◆ **BRIEF**
Going through the entries, how many lines include the string "CacheVolumesDisabled"? Answer only with the number.

(Source data)
--------------------------------

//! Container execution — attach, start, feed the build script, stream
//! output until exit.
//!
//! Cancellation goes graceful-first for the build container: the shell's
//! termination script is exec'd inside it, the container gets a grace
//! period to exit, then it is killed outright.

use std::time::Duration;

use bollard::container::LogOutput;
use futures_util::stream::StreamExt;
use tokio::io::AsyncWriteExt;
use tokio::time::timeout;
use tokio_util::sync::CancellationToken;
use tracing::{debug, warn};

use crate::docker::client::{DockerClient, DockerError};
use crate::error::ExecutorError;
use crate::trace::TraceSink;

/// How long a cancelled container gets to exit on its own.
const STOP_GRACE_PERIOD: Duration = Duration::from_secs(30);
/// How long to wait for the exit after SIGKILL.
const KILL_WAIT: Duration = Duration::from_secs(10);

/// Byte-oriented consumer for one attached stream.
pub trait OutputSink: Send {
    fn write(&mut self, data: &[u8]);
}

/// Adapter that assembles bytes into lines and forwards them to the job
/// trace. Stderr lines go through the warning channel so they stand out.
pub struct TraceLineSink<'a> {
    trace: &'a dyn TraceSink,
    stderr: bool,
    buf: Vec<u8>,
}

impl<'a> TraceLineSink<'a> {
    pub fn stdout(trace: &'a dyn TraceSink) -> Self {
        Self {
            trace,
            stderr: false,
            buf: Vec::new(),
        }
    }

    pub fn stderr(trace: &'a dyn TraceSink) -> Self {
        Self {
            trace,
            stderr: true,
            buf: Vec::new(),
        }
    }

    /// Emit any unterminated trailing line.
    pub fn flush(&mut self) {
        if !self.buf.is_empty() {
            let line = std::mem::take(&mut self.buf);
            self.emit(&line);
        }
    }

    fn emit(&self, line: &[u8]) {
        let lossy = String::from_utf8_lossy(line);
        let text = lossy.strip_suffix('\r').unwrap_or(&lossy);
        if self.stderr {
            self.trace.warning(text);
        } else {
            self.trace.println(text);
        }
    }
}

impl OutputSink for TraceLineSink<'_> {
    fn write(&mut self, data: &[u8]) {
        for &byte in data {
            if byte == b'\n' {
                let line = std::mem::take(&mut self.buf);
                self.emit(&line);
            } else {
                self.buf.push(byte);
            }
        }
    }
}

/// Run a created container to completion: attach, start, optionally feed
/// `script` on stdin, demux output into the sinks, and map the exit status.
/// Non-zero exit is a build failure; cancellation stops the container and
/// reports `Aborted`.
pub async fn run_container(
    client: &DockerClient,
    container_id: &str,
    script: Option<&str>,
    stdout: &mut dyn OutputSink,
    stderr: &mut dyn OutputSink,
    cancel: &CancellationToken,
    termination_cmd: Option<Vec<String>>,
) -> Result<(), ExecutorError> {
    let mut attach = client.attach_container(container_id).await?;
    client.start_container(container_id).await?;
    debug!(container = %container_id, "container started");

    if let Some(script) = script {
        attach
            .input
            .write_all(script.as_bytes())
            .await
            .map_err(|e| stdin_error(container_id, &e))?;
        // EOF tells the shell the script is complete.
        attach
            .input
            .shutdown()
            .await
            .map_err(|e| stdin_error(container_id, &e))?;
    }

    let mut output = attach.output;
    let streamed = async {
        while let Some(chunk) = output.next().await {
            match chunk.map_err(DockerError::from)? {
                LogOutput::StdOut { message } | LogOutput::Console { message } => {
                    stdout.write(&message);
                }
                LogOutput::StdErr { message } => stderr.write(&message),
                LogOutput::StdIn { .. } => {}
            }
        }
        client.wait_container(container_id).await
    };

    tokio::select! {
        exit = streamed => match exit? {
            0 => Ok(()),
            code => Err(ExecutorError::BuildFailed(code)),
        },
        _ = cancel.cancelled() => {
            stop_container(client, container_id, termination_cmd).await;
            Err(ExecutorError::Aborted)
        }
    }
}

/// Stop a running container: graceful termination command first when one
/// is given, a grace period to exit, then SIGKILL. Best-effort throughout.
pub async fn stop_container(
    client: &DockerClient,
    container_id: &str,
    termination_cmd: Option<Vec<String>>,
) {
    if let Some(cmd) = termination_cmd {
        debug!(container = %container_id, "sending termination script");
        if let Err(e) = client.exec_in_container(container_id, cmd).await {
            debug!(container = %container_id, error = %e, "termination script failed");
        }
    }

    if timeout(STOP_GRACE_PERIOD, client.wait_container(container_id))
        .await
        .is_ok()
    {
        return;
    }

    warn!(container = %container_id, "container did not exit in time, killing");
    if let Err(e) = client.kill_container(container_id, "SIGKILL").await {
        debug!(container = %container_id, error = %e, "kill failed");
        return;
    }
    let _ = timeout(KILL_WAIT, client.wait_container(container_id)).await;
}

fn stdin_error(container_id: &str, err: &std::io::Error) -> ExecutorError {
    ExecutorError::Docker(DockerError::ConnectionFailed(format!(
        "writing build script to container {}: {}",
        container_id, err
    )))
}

--------------------------------

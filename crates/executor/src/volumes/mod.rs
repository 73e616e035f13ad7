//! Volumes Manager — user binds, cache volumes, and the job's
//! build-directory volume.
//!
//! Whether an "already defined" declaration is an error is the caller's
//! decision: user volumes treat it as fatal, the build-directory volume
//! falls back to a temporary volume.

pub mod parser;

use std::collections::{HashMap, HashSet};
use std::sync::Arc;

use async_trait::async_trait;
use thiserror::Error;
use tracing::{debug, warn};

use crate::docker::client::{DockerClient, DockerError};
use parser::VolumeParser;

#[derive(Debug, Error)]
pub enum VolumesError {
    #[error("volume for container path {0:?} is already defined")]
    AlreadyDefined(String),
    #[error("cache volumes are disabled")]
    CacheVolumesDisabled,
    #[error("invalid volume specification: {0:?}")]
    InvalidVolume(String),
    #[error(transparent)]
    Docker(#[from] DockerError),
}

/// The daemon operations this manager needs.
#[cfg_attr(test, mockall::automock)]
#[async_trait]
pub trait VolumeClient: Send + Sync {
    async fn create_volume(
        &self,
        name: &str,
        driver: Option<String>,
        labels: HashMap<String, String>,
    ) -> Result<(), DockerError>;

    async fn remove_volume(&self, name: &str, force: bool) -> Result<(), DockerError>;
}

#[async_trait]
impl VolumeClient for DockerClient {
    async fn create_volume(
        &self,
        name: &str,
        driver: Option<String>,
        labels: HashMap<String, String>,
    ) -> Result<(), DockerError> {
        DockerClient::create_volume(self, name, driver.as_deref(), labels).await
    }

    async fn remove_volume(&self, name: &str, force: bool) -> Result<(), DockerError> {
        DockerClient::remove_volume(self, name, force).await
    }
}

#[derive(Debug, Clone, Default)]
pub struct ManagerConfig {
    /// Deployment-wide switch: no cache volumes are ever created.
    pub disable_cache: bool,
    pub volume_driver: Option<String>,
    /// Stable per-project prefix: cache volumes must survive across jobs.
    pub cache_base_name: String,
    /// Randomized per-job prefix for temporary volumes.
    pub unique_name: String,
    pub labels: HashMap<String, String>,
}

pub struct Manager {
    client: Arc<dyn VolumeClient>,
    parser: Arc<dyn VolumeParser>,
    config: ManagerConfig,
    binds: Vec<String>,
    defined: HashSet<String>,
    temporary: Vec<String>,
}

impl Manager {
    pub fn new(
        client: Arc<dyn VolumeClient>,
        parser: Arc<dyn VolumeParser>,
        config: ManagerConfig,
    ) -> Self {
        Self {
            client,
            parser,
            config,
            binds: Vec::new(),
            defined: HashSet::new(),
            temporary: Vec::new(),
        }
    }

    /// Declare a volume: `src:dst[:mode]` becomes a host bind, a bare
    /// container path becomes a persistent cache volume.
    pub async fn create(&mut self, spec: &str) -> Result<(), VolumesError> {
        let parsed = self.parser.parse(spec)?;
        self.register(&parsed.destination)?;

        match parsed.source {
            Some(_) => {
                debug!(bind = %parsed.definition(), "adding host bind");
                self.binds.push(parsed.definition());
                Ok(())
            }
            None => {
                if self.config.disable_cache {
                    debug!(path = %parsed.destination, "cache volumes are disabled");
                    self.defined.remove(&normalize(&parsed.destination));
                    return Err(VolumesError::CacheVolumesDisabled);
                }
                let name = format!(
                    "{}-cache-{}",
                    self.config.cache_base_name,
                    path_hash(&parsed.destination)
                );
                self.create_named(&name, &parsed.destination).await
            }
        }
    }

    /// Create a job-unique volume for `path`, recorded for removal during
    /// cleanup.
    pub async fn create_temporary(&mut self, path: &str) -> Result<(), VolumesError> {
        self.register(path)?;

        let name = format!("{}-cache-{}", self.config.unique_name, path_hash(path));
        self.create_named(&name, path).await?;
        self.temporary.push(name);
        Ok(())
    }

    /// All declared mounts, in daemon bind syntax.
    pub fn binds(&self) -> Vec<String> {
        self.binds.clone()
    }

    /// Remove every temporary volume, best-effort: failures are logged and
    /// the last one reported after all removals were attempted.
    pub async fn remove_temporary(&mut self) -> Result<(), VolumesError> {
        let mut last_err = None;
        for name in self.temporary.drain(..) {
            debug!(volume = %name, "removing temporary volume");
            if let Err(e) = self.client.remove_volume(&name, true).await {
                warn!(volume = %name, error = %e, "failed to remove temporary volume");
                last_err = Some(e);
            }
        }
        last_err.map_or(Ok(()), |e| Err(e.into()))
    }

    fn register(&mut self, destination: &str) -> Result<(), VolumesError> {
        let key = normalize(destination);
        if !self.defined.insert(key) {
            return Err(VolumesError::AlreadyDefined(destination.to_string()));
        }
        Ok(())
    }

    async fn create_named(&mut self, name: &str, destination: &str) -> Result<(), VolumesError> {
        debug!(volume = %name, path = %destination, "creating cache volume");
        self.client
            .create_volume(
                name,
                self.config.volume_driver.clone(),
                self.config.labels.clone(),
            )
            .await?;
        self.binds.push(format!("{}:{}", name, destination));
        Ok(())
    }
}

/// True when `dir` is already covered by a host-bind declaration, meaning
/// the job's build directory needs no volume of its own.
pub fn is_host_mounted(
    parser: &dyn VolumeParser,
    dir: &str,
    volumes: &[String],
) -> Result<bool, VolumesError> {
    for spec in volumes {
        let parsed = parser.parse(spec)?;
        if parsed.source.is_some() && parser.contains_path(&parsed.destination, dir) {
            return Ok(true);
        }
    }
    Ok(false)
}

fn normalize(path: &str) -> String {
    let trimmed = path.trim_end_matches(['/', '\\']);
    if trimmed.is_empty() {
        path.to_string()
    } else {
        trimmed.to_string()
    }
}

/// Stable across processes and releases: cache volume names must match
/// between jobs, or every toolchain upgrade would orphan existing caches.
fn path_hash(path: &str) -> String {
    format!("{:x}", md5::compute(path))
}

--------------------------------

◆ **WRITTEN ANSWER**
2